The image unveiled shows the galaxy SMACS 0723 exactly the way how it appeared 4.6 billion years ago. A galaxy cluster whose mass combined altogether acts as a gravitational lens, which magnifies much more galaxies behind it. Webb’s NIRCam has provided the image of distant galaxies in the form of sharp focus - they have tiny, faint structures that have never been seen before, including the star clusters and diffuse features.


James Webb Space Telescope & its Importance?

The telescope worth $10bn is the world’s premier space science observatory. It was launched on December, 25th last year as the successor to the prominent Hubble Space Telescope. Webb is designed to solve the mystery in our solar system, to look far beyond the distant worlds around the other stars, and to get the details of other mysterious structures, besides getting us the details of our universe’s origin and our place in it. Webb Space is an international program spearheaded by NASA in joint collaboration with ESA, European Space Agency, and CSA, Canadian Space Agency.

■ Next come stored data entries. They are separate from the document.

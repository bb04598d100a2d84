use indexmap::IndexMap;
use serde::{Deserialize, Serialize};

/// Ordered mapping from a name (keyword role or origin tag) to its keyword list.
///
/// Entries keep the order they were written in. Rule reasoning is emitted in
/// this order, and the primary ocean origin is the first tag that matches.
///
/// Example YAML:
/// ```yaml
/// keywords:
///   positive: ["salmon", "sockeye"]
///   negative: ["canned"]
/// ```
#[derive(Debug, Clone, Default, PartialEq, Deserialize, Serialize)]
#[serde(transparent)]
pub struct KeywordTable {
    entries: IndexMap<String, Vec<String>>,
}

impl KeywordTable {
    pub fn new() -> Self {
        Self::default()
    }

    /// Build a table from static data (used by the compiled-in categories)
    pub fn from_static(entries: &[(&str, &[&str])]) -> Self {
        entries
            .iter()
            .map(|(name, keywords)| {
                (
                    name.to_string(),
                    keywords.iter().map(|k| k.to_string()).collect::<Vec<_>>(),
                )
            })
            .collect()
    }

    /// Insert or replace a list. A replaced entry keeps its original position.
    pub fn insert(&mut self, name: impl Into<String>, keywords: Vec<String>) {
        self.entries.insert(name.into(), keywords);
    }

    pub fn get(&self, name: &str) -> Option<&[String]> {
        self.entries.get(name).map(Vec::as_slice)
    }

    pub fn iter(&self) -> impl Iterator<Item = (&str, &[String])> {
        self.entries
            .iter()
            .map(|(name, keywords)| (name.as_str(), keywords.as_slice()))
    }

    pub fn names(&self) -> impl Iterator<Item = &str> {
        self.entries.keys().map(String::as_str)
    }

    pub fn is_empty(&self) -> bool {
        self.entries.is_empty()
    }

    /// Overlay another table: named entries replace ours, new ones are appended
    pub fn merge(&mut self, overlay: KeywordTable) {
        self.entries.extend(overlay.entries);
    }

    /// Copy of the table with every keyword lower-cased
    pub fn to_lowercase(&self) -> Self {
        self.entries
            .iter()
            .map(|(name, keywords)| {
                (
                    name.clone(),
                    keywords.iter().map(|k| k.to_lowercase()).collect::<Vec<_>>(),
                )
            })
            .collect()
    }
}

impl<K: Into<String>> FromIterator<(K, Vec<String>)> for KeywordTable {
    fn from_iter<I: IntoIterator<Item = (K, Vec<String>)>>(iter: I) -> Self {
        Self {
            entries: iter
                .into_iter()
                .map(|(name, keywords)| (name.into(), keywords))
                .collect(),
        }
    }
}
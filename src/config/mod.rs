mod defaults;
mod keywords;
mod schema;

pub use defaults::{builtin_category, BUILTIN_CATEGORIES};
pub use keywords::KeywordTable;
pub use schema::{
    BlendWeights, CategoryConfig, CategoryOverride, ConsumptionRules, FrozenRequirements,
    OutputFormat, OutputSettings, ScoringAdjustments, Settings,
};

use anyhow::{Context, Result};
use std::fs;
use std::path::{Path, PathBuf};
use tracing::debug;

use crate::error::{RankError, RankResult};

/// Get the config directory path (~/.config/product-rank/)
pub fn get_config_dir() -> Option<PathBuf> {
    dirs::home_dir().map(|home| home.join(".config").join("product-rank"))
}

/// Get the default config file path (~/.config/product-rank/config.yaml)
pub fn get_config_path() -> Option<PathBuf> {
    get_config_dir().map(|dir| dir.join("config.yaml"))
}

/// Category files live next to the main config: `<dir>/category/<name>.yaml`
pub fn get_category_path(config_dir: &Path, category: &str) -> PathBuf {
    config_dir.join("category").join(format!("{}.yaml", category))
}

/// Load the main configuration from a YAML file
///
/// # Arguments
///
/// * `path` - Optional path to config file. If None, uses the default path
///   (~/.config/product-rank/config.yaml) and falls back to built-in
///   settings when that file does not exist.
///
/// # Errors
///
/// Returns an error if:
/// - An explicitly given config file does not exist
/// - The config file cannot be read
/// - The YAML cannot be parsed
pub fn load_settings(path: Option<&Path>) -> Result<Settings> {
    let config_path = match path {
        Some(p) => {
            if !p.exists() {
                anyhow::bail!("Config file not found at {}", p.display());
            }
            p.to_path_buf()
        }
        None => match get_config_path() {
            Some(p) if p.exists() => p,
            _ => {
                debug!("No config file found, using default settings");
                return Ok(Settings::default());
            }
        },
    };

    let content = fs::read_to_string(&config_path)
        .with_context(|| format!("Failed to read config file at {}", config_path.display()))?;

    let settings: Settings = serde_saphyr::from_str(&content).with_context(|| {
        format!("Failed to parse config: invalid YAML in {}", config_path.display())
    })?;

    debug!("Loaded settings from {}", config_path.display());
    Ok(settings)
}

/// Load a category override file. A missing file is not an error.
pub fn load_category_override(path: &Path) -> Result<Option<CategoryOverride>> {
    if !path.exists() {
        return Ok(None);
    }

    let content = fs::read_to_string(path)
        .with_context(|| format!("Failed to read category file at {}", path.display()))?;

    let overlay: CategoryOverride = serde_saphyr::from_str(&content).with_context(|| {
        format!("Failed to parse category config: invalid YAML in {}", path.display())
    })?;

    Ok(Some(overlay))
}

/// Resolve a category name to its configuration bundle.
///
/// Built-in categories use their compiled-in bundle with the overlay (if any)
/// layered on top. Other names need an overlay, which is layered over an
/// empty generic bundle.
pub fn resolve_category(
    category: &str,
    overlay: Option<CategoryOverride>,
) -> RankResult<CategoryConfig> {
    match (builtin_category(category), overlay) {
        (Some(base), Some(overlay)) => {
            debug!("Using external config layered over defaults for category: {}", category);
            Ok(base.merge(overlay))
        }
        (Some(base), None) => {
            debug!("Using built-in config for category: {}", category);
            Ok(base)
        }
        (None, Some(overlay)) => {
            debug!("Using external config for category: {}", category);
            Ok(CategoryConfig::named(category).merge(overlay))
        }
        (None, None) => Err(RankError::Config(format!(
            "Unknown category: {} (built-in categories: {})",
            category,
            BUILTIN_CATEGORIES.join(", ")
        ))),
    }
}

/// Load and resolve a category.
///
/// `category_file` overrides the conventional location under `config_dir`.
/// An explicitly named file must exist.
pub fn load_category(
    category: &str,
    category_file: Option<&Path>,
    config_dir: Option<&Path>,
) -> Result<CategoryConfig> {
    let overlay = match (category_file, config_dir) {
        (Some(path), _) => {
            if !path.exists() {
                anyhow::bail!("Category file not found at {}", path.display());
            }
            load_category_override(path)?
        }
        (None, Some(dir)) => load_category_override(&get_category_path(dir, category))?,
        (None, None) => None,
    };

    Ok(resolve_category(category, overlay)?)
}
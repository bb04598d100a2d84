pub mod config;
pub mod error;
pub mod input;
pub mod logging;
pub mod output;
pub mod pipeline;
pub mod product;
pub mod scoring;

pub use error::{RankError, RankResult};
pub use pipeline::Pipeline;
pub use product::Product;
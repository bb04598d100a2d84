/// Category-specific scoring behaviour, chosen from the config's `filter_type`.
///
/// New categories are added as a variant with its own bonus table and
/// concept list.
#[derive(Debug, Clone, Copy, PartialEq, Eq)]
pub enum CategoryKind {
    Salmon,
    Peanuts,
    Generic,
}

/// A bonus granted when the product name contains `needle`.
#[derive(Debug, Clone, Copy, PartialEq, Eq)]
pub struct NameBonus {
    pub needle: &'static str,
    /// Key of the bonus value in the category's `scoring` table
    pub scoring_key: &'static str,
    /// Key the bonus is recorded under in the rule breakdown
    pub breakdown_key: &'static str,
    pub reason: &'static str,
}

const SALMON_BONUSES: &[NameBonus] = &[
    NameBonus {
        needle: "salmon",
        scoring_key: "name_salmon_bonus",
        breakdown_key: "salmon_in_name",
        reason: "Salmon in product name",
    },
    NameBonus {
        needle: "fillet",
        scoring_key: "name_fillet_bonus",
        breakdown_key: "fillet_in_name",
        reason: "Fillet in product name",
    },
];

const PEANUTS_BONUSES: &[NameBonus] = &[
    NameBonus {
        needle: "peanut",
        scoring_key: "name_peanut_bonus",
        breakdown_key: "peanut_in_name",
        reason: "Peanut in product name",
    },
    NameBonus {
        needle: "raw",
        scoring_key: "raw_bonus",
        breakdown_key: "raw_in_name",
        reason: "Raw in product name",
    },
];

const SALMON_CONCEPTS: &[&str] = &["salmon", "fillet", "fresh", "frozen", "fish", "seafood"];
const PEANUTS_CONCEPTS: &[&str] = &["peanuts", "raw", "uncooked", "natural", "nuts"];

impl CategoryKind {
    /// Unrecognised filter types fall back to `Generic`
    pub fn from_filter_type(filter_type: &str) -> Self {
        let filter_type = filter_type.trim();
        if filter_type.eq_ignore_ascii_case("salmon") {
            CategoryKind::Salmon
        } else if filter_type.eq_ignore_ascii_case("peanuts") {
            CategoryKind::Peanuts
        } else {
            CategoryKind::Generic
        }
    }

    pub fn name_bonuses(self) -> &'static [NameBonus] {
        match self {
            CategoryKind::Salmon => SALMON_BONUSES,
            CategoryKind::Peanuts => PEANUTS_BONUSES,
            CategoryKind::Generic => &[],
        }
    }

    /// Concepts the semantic scorer looks for
    pub fn target_concepts(self) -> &'static [&'static str] {
        match self {
            CategoryKind::Salmon => SALMON_CONCEPTS,
            CategoryKind::Peanuts => PEANUTS_CONCEPTS,
            CategoryKind::Generic => &[],
        }
    }
}
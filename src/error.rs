use thiserror::Error;

#[derive(Debug, Error)]
pub enum RankError {
    #[error("configuration error: {0}")]
    Config(String),

    #[error("invalid configuration: {}", .0.join("; "))]
    InvalidConfig(Vec<String>),

    #[error("malformed input: {0}")]
    MalformedInput(String),
}

pub type RankResult<T> = Result<T, RankError>;
use serde_json::Value;
use tabled::{builder::Builder, Table};

use super::format::format_field;

/// Format output as a table using the tabled crate.
///
/// The `ComputationOutput` envelope prints its result section first; an
/// amortization `schedule` array inside the result renders as a row-per-year
/// table after the scalar fields.
pub fn print_table(value: &Value) {
    match value {
        Value::Object(map) => {
            if let Some(result) = map.get("result") {
                print_result_table(result, map);
            } else {
                print_flat_object(value);
            }
        }
        Value::Array(arr) => {
            print_array_table(arr);
        }
        _ => {
            println!("{}", value);
        }
    }
}

fn print_result_table(result: &Value, envelope: &serde_json::Map<String, Value>) {
    if let Value::Object(res_map) = result {
        let scalars: Vec<(&String, &Value)> =
            res_map.iter().filter(|(_, v)| !v.is_array()).collect();

        if !scalars.is_empty() {
            let mut builder = Builder::default();
            builder.push_record(["Field", "Value"]);
            for (key, val) in &scalars {
                builder.push_record([key.as_str(), &format_field(key, val)]);
            }
            let table = Table::from(builder);
            println!("{}", table);
        }

        // Year-by-year schedule, one row per year
        if let Some(Value::Array(schedule)) = res_map.get("schedule") {
            println!();
            print_array_table(schedule);
        }
    } else {
        print_flat_object(&Value::Object(envelope.clone()));
    }

    if let Some(Value::Array(warnings)) = envelope.get("warnings") {
        if !warnings.is_empty() {
            println!("\nWarnings:");
            for w in warnings {
                if let Value::String(s) = w {
                    println!("  - {}", s);
                }
            }
        }
    }

    if let Some(Value::String(meth)) = envelope.get("methodology") {
        println!("\nMethodology: {}", meth);
    }
}

fn print_flat_object(value: &Value) {
    if let Value::Object(map) = value {
        let mut builder = Builder::default();
        builder.push_record(["Field", "Value"]);
        for (key, val) in map {
            builder.push_record([key.as_str(), &format_field(key, val)]);
        }
        let table = Table::from(builder);
        println!("{}", table);
    }
}

fn print_array_table(arr: &[Value]) {
    if arr.is_empty() {
        return;
    }

    if let Some(Value::Object(first)) = arr.first() {
        let headers: Vec<&str> = first.keys().map(|k| k.as_str()).collect();

        let mut builder = Builder::default();
        builder.push_record(headers.clone());
        for item in arr {
            if let Value::Object(map) = item {
                let row: Vec<String> = headers
                    .iter()
                    .map(|h| {
                        map.get(*h)
                            .map(|v| format_field(h, v))
                            .unwrap_or_default()
                    })
                    .collect();
                builder.push_record(row);
            }
        }
        let table = Table::from(builder);
        println!("{}", table);
    } else {
        for item in arr {
            println!("{}", item);
        }
    }
}
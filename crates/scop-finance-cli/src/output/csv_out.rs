use serde_json::Value;
use std::io;

/// Write output as CSV to stdout.
///
/// An amortization result emits the schedule as row-per-year CSV; everything
/// else emits two-column field/value CSV. Raw values, no display formatting.
pub fn print_csv(value: &Value) {
    let stdout = io::stdout();
    let mut wtr = csv::Writer::from_writer(stdout.lock());

    match value {
        Value::Object(map) => {
            if let Some(Value::Object(result)) = map.get("result") {
                if let Some(Value::Array(schedule)) = result.get("schedule") {
                    write_array_csv(&mut wtr, schedule);
                } else {
                    let _ = wtr.write_record(["field", "value"]);
                    for (key, val) in result {
                        let _ = wtr.write_record([key.as_str(), &format_csv_value(val)]);
                    }
                }
            } else {
                let _ = wtr.write_record(["field", "value"]);
                for (key, val) in map {
                    let _ = wtr.write_record([key.as_str(), &format_csv_value(val)]);
                }
            }
        }
        Value::Array(arr) => {
            write_array_csv(&mut wtr, arr);
        }
        _ => {
            let _ = wtr.write_record([&format_csv_value(value)]);
        }
    }

    let _ = wtr.flush();
}

fn write_array_csv(wtr: &mut csv::Writer<io::StdoutLock<'_>>, arr: &[Value]) {
    if arr.is_empty() {
        return;
    }

    if let Some(Value::Object(first)) = arr.first() {
        let headers: Vec<&str> = first.keys().map(|k| k.as_str()).collect();
        let _ = wtr.write_record(&headers);

        for item in arr {
            if let Value::Object(map) = item {
                let row: Vec<String> = headers
                    .iter()
                    .map(|h| map.get(*h).map(format_csv_value).unwrap_or_default())
                    .collect();
                let _ = wtr.write_record(&row);
            }
        }
    }
}

fn format_csv_value(value: &Value) -> String {
    match value {
        Value::String(s) => s.clone(),
        Value::Number(n) => n.to_string(),
        Value::Bool(b) => b.to_string(),
        Value::Null => String::new(),
        _ => serde_json::to_string(value).unwrap_or_default(),
    }
}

The purpose with which it has been designed is to make all sorts of observations in the sky, but two of the biggest approach of this telescope are, To take pictures of the very first stars to shine in the Universe more than 13.5 billion years ago and the other one is to find out whether the far-off planets are habitable or not?


NIRCam, one of the most crucial components of the telescope was built by a team at the University of Arizona and Lockheed Marin’s Advanced Technology Centre.

The image that is out officially from NASA is among the telescope’s first-full color images. The full suite of it will be released on July 12th, Tuesday, beginning at 10.30 a.m. EDT, during a live NASA TV broadcast.